The last stretch of track to the campsite was not as easy as expected as it was a little bit wet. Since I could see some fresh tracks across, probably from the car of the couple that we came across before, we decided to proceed further. It was a challenging drive and I made a mistake by trying to drive around a small puddle on the route, though the couple has advised us to stay on the track. I was thinking that we might get stuck in the puddle. The drive around was more difficult as the car struggled to get proper grip in the clay and the surface was much more wet than the track we were driving before. Somehow we crossed the pan to the camp. The campsite is a small island in the pan and is very basic. An open space, underneath a huge baobab tree, with a long drop toilet, that’s it; and there is no water or anything else. We found only one campsite, where we also decided to stay; I was wondering where the other sites are and how to reach them. Since our camping slot was a different number, we decided to stay where we are till somebody else shows up. I was completely against driving around the island through the side of the pan searching for the other campsites.  In the middle of nowhere, far away from any kind of civilization in all 360 directions, it is the one of the best campsites we ever had.
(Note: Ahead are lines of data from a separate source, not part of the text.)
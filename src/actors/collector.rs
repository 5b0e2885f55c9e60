//! CollectorActor - drives the `CollectorLoop` on a fixed interval
//!
//! ## Message Flow
//!
//! ```text
//! Starting → Polling → Sleeping ─(interval elapsed)→ Polling → ...
//!                          ↑  │
//!                          │  └─ Commands (PollNow, Status)
//!                          └──── CancellationToken → Stopping
//! ```
//!
//! Only one iteration runs at a time. Cancellation is honored at every suspension point:
//! an in-flight iteration is dropped, which rolls back any open database transaction.
//! The token file is only ever replaced by rename, so it is never left half-written.

use std::sync::Arc;
use std::time::Duration;

use anyhow::{Context, Result};
use tokio::sync::{mpsc, oneshot, watch};
use tokio_util::sync::CancellationToken;
use tracing::{debug, info, instrument, warn};

use super::messages::{CollectorCommand, CollectorStatus};
use crate::ingest::{CollectorLoop, CycleReport, LoopState};
use crate::time::{Sleeper, TokioSleeper};

pub struct CollectorActor {
    collector: CollectorLoop,

    /// Pause between the end of one iteration and the start of the next
    interval: Duration,

    sleeper: Arc<dyn Sleeper>,
    command_rx: mpsc::Receiver<CollectorCommand>,
    state_tx: watch::Sender<LoopState>,
    cancel: CancellationToken,
    last_report: Option<CycleReport>,
}

impl CollectorActor {
    pub fn new(
        collector: CollectorLoop,
        interval: Duration,
        command_rx: mpsc::Receiver<CollectorCommand>,
        state_tx: watch::Sender<LoopState>,
        cancel: CancellationToken,
    ) -> Self {
        Self {
            collector,
            interval,
            sleeper: Arc::new(TokioSleeper),
            command_rx,
            state_tx,
            cancel,
            last_report: None,
        }
    }

    pub fn with_sleeper(mut self, sleeper: Arc<dyn Sleeper>) -> Self {
        self.sleeper = sleeper;
        self
    }

    /// Run until cancelled or until every handle is gone
    #[instrument(skip(self), fields(interval = ?self.interval))]
    pub async fn run(mut self) {
        let cancel = self.cancel.clone();
        self.set_state(LoopState::Starting);

        'run: {
            tokio::select! {
                biased;
                _ = cancel.cancelled() => break 'run,
                _ = self.collector.start() => {}
            }

            if self.iterate(&cancel).await.is_none() {
                break 'run;
            }

            loop {
                self.set_state(LoopState::Sleeping);
                let sleeper = self.sleeper.clone();
                let mut sleep = sleeper.sleep(self.interval);

                let respond_to = loop {
                    tokio::select! {
                        biased;
                        _ = cancel.cancelled() => break 'run,

                        cmd = self.command_rx.recv() => match cmd {
                            Some(CollectorCommand::PollNow { respond_to }) => {
                                debug!("received PollNow command");
                                break Some(respond_to);
                            }
                            Some(CollectorCommand::Status { respond_to }) => {
                                let _ = respond_to.send(self.status());
                            }
                            None => {
                                warn!("command channel closed, shutting down");
                                break 'run;
                            }
                        },

                        _ = &mut sleep => break None,
                    }
                };

                match self.iterate(&cancel).await {
                    Some(report) => {
                        if let Some(respond_to) = respond_to {
                            let _ = respond_to.send(report);
                        }
                    }
                    None => break 'run,
                }
            }
        }

        self.set_state(LoopState::Stopping);
        self.collector.shutdown().await;
        info!(
            "collector stopped after {} iteration(s)",
            self.collector.iteration()
        );
    }

    /// One iteration, or `None` if cancelled before it finished
    async fn iterate(&mut self, cancel: &CancellationToken) -> Option<CycleReport> {
        self.set_state(LoopState::Polling);

        let report = tokio::select! {
            biased;
            _ = cancel.cancelled() => return None,
            report = self.collector.run_iteration() => report,
        };

        self.last_report = Some(report.clone());
        Some(report)
    }

    fn set_state(&self, state: LoopState) {
        debug!("collector state: {}", state);
        self.state_tx.send_replace(state);
    }

    fn status(&self) -> CollectorStatus {
        CollectorStatus {
            state: *self.state_tx.borrow(),
            iteration: self.collector.iteration(),
            cursor: self.collector.cursor().since(),
            active_endpoint: self.collector.fetcher().endpoints().active(),
            token_expires_at: self.collector.tokens().current().map(|t| t.expires_at),
            last_report: self.last_report.clone(),
        }
    }
}

/// Handle for controlling a CollectorActor
///
/// Cheap to clone; every clone talks to the same actor.
#[derive(Clone)]
pub struct CollectorHandle {
    sender: mpsc::Sender<CollectorCommand>,
    state: watch::Receiver<LoopState>,
    cancel: CancellationToken,
}

impl CollectorHandle {
    /// Spawn the actor with the tokio timer and a fresh cancellation token
    pub fn spawn(collector: CollectorLoop, interval: Duration) -> Self {
        Self::spawn_with(
            collector,
            interval,
            Arc::new(TokioSleeper),
            CancellationToken::new(),
        )
    }

    pub fn spawn_with(
        collector: CollectorLoop,
        interval: Duration,
        sleeper: Arc<dyn Sleeper>,
        cancel: CancellationToken,
    ) -> Self {
        let (cmd_tx, cmd_rx) = mpsc::channel(32);
        let (state_tx, state_rx) = watch::channel(LoopState::Starting);

        let actor = CollectorActor::new(collector, interval, cmd_rx, state_tx, cancel.clone())
            .with_sleeper(sleeper);

        tokio::spawn(actor.run());

        Self {
            sender: cmd_tx,
            state: state_rx,
            cancel,
        }
    }

    /// Trigger an immediate iteration and wait for its report
    pub async fn poll_now(&self) -> Result<CycleReport> {
        let (tx, rx) = oneshot::channel();
        self.sender
            .send(CollectorCommand::PollNow { respond_to: tx })
            .await
            .context("failed to send PollNow command")?;

        rx.await.context("collector stopped before the poll finished")
    }

    pub async fn status(&self) -> Result<CollectorStatus> {
        let (tx, rx) = oneshot::channel();
        self.sender
            .send(CollectorCommand::Status { respond_to: tx })
            .await
            .context("failed to send Status command")?;

        rx.await.context("failed to receive status")
    }

    /// Current loop state, without waiting for the actor
    pub fn state(&self) -> LoopState {
        *self.state.borrow()
    }

    /// Wait until the loop reports `target`
    pub async fn wait_for_state(&self, target: LoopState) -> Result<()> {
        let mut state = self.state.clone();
        state
            .wait_for(|current| *current == target)
            .await
            .context("collector stopped")?;
        Ok(())
    }

    pub fn cancellation_token(&self) -> CancellationToken {
        self.cancel.clone()
    }

    /// Cancel the collector and wait for it to stop
    pub async fn shutdown(&self) -> Result<()> {
        self.cancel.cancel();

        let mut state = self.state.clone();
        while state.changed().await.is_ok() {}

        Ok(())
    }
}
Nobody came afterwards and we made the camp there. It drizzled a little bit in the evening and I was a little bit concerned whether it will be raining at night. That will make our return through the pan challenging tomorrow. The night with the marvellous African skies, with a millions stars, and the absolute silence, was an amazing experience. After dinner the Lady and I again tried some night photography of the skies. I was really happy to spend the time with the Lady in such a surrounding. I simply loved it!!!!